Europe’s largest discount airline is examining the business case for both the 737 Max 9 and Max 10, Chief Marketing Officer Kenny Jacobs said in an interview Wednesday. Dublin-based Ryanair has previously ordered only the 737-800 and its successor, the Max 8.

Buying bigger planes would allow Ryanair to increase capacity on its longest routes, such as Glasgow-Lanzarote or services to Israel, where the flying time limits aircraft utilization, Jacobs said at Bloomberg’s European headquarters in London. There’s no prospect of the carrier ordering the jets at next week’s Paris Air Show, he added, saying such a move would be premature.

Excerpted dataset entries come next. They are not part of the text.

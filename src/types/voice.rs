//! Named voice presets.

use serde::Serialize;

use super::request::VoiceParams;

/// A named set of voice parameters.
#[derive(Debug, Clone, PartialEq, Serialize)]
pub struct VoiceProfile {
    pub name: &'static str,
    pub description: &'static str,
    #[serde(flatten)]
    pub params: VoiceParams,
}

const fn preset(
    name: &'static str,
    description: &'static str,
    expressiveness: f32,
    guidance_weight: f32,
    temperature: f32,
) -> VoiceProfile {
    VoiceProfile {
        name,
        description,
        params: VoiceParams {
            expressiveness,
            guidance_weight,
            temperature,
            speed_factor: 1.0,
        },
    }
}

/// Built-in presets, `default` first.
pub static VOICE_PROFILES: &[VoiceProfile] = &[
    preset("default", "Standard neutral voice", 0.5, 0.5, 0.7),
    preset("professional", "Professional business voice", 0.3, 0.7, 0.5),
    preset("friendly", "Warm and friendly voice", 0.6, 0.4, 0.7),
    preset("enthusiastic", "Energetic and excited voice", 0.8, 0.3, 0.8),
    preset("narrator", "Documentary-style narrator", 0.4, 0.6, 0.6),
];

impl VoiceProfile {
    /// Look up a preset by name (case-insensitive).
    pub fn find(name: &str) -> Option<&'static VoiceProfile> {
        VOICE_PROFILES
            .iter()
            .find(|p| p.name.eq_ignore_ascii_case(name))
    }

    /// All preset names, in declaration order.
    pub fn names() -> impl Iterator<Item = &'static str> {
        VOICE_PROFILES.iter().map(|p| p.name)
    }
}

“We’re a good customer of Boeing, and we will always talk to them about different models, including the Max 9 and 10,” Jacobs said. “A bigger aircraft wouldn’t change our operating model. It’s just that you can get more people on it and enhance the cost per unit. We’re not interested in having a varied fleet.”

Ryanair holds firm orders for 100 Max 200s—the high-density version of the Max 8—plus the same number of options. While a Max 9 or 10 purchase could in theory come from converting some of those existing commitments, the airline intends to firm up its options as stipulated when the time comes, so that buying bigger planes would almost certainly entail a wholly new deal, Jacobs said.

EasyJet Switch

The carrier would likely have a limited requirement for larger jets, the executive said, deploying them only at the extremities of its operations. Ryanair would be following low-cost rival EasyJet Plc in embracing bigger planes, with the U.K. company last month switching orders for 30 186-seat Airbus SE A320neo aircraft to the A321neo, which has 49 more seats.

EasyJet will look at converting more of its remaining 70 A320neo commitments to the bigger jet, Chief Executive Officer Carolyn McCall said in an interview, though the mid-size model will remain the core fleet, “bookended” by the A321 and smaller A319. The Luton, England-based carrier needs some larger jets to boost passenger numbers on busy routes at capacity-restricted airports, according to McCall, who spoke as it took delivery of its first Neo plane.

Boeing, seeking a model to match the biggest Airbus narrow-body, is expected to commit to building the Max 10 at the Paris expo, which starts Monday. The model will likely seat between 220 and 230 people in a single-class layout suitable for Ryanair, compared with 197 on the Max 200, Jacobs said.

Ryanair said last month that it plans to add at least 47 737s to its fleet by March 2018, a 12 percent expansion. It has 30 orders still outstanding for 737-800 planes. After retiring older models, the carrier will have a fleet of 595 jets by 2024, assuming it converts all order options.

Still, Ryanair is unlikely to be a customer for Boeing’s so-called middle-of-market plane, which is slated to feature two aisles in an oval-shaped cabin. “It’s probably not on our radar,” Jacobs said. “Single-aisle will always be what we do.”

Reuters reported Tuesday that Ryanair might place an order for the 737 Max 10, citing people with knowledge of the matter who didn’t identify.